[Records contained in a dataset]
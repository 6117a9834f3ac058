//! # Ladder Assessment
//!
//! One-call evaluation that bundles everything a report needs: the
//! parameters as evaluated, the compliance findings, the calculation and
//! the bill of materials.
//!
//! ## Structure
//!
//! ```text
//! LadderReport
//! ├── meta: ReportMetadata (id, schema version, timestamp, standard revision)
//! ├── parameters: LadderParameters
//! ├── findings: Vec<ValidationFinding>
//! ├── calculation: CalculationResult
//! └── bom: Vec<BomItem>
//! ```
//!
//! ## Example
//!
//! ```rust
//! use ladder_core::assessment::assess;
//! use ladder_core::parameters::LadderParameters;
//!
//! let report = assess(&LadderParameters::default()).unwrap();
//! assert!(report.passes());
//! assert!(!report.missing_cage());
//!
//! let json = serde_json::to_string_pretty(&report).unwrap();
//! assert!(json.contains("\"findings\""));
//! ```

use chrono::{DateTime, NaiveDate, Utc};
use serde::{Deserialize, Serialize};
use uuid::Uuid;

use crate::calculations::{calculate_with, CalculationResult};
use crate::errors::CalcResult;
use crate::export::bom::{calculate_bom, BomItem};
use crate::parameters::LadderParameters;
use crate::settings::EngineSettings;
use crate::standards;
use crate::validation::{critical_failures, failures, validate, ValidationFinding};

/// Current schema version for serialized reports
pub const SCHEMA_VERSION: &str = "0.1.0";

/// Report header
#[derive(Debug, Clone, Serialize, Deserialize)]
pub struct ReportMetadata {
    pub id: Uuid,
    /// Schema version (for consumers parsing stored reports)
    pub version: String,
    pub generated: DateTime<Utc>,
    /// Full name of the standard checked against
    pub standard_name: String,
    pub standard_version: String,
    pub standard_last_update: NaiveDate,
}

/// Complete evaluation of one ladder
#[derive(Debug, Clone, Serialize, Deserialize)]
pub struct LadderReport {
    pub meta: ReportMetadata,
    pub parameters: LadderParameters,
    pub findings: Vec<ValidationFinding>,
    pub calculation: CalculationResult,
    pub bom: Vec<BomItem>,
}

impl LadderReport {
    /// No critical finding failed and the rung safety factor is adequate
    pub fn passes(&self) -> bool {
        critical_failures(&self.findings).next().is_none() && !self.calculation.needs_attention()
    }

    /// The standard requires a cage at this height but none is declared
    pub fn missing_cage(&self) -> bool {
        self.calculation.cage_mandatory && !self.parameters.has_cage
    }

    /// The standard requires a rest platform but none is declared
    pub fn missing_platform(&self) -> bool {
        self.calculation.platform_mandatory && !self.parameters.has_platform
    }

    pub fn failed_findings(&self) -> Vec<&ValidationFinding> {
        failures(&self.findings).collect()
    }
}

/// Assess a ladder with the default engine settings.
pub fn assess(params: &LadderParameters) -> CalcResult<LadderReport> {
    assess_with(params, &EngineSettings::default())
}

/// Assess a ladder with explicit engine settings.
pub fn assess_with(params: &LadderParameters, settings: &EngineSettings) -> CalcResult<LadderReport> {
    let calculation = calculate_with(params, settings)?;
    let profile = standards::lookup(params.standard);

    Ok(LadderReport {
        meta: ReportMetadata {
            id: Uuid::new_v4(),
            version: SCHEMA_VERSION.to_string(),
            generated: Utc::now(),
            standard_name: profile.name.to_string(),
            standard_version: profile.version.to_string(),
            standard_last_update: profile.last_update,
        },
        parameters: params.clone(),
        findings: validate(params),
        calculation,
        bom: calculate_bom(params),
    })
}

**Exercise details:** Scan the records above and report every line with the string "reports".

**Answer to the exercise:**
/// Current schema version for serialized reports
    /// Schema version (for consumers parsing stored reports)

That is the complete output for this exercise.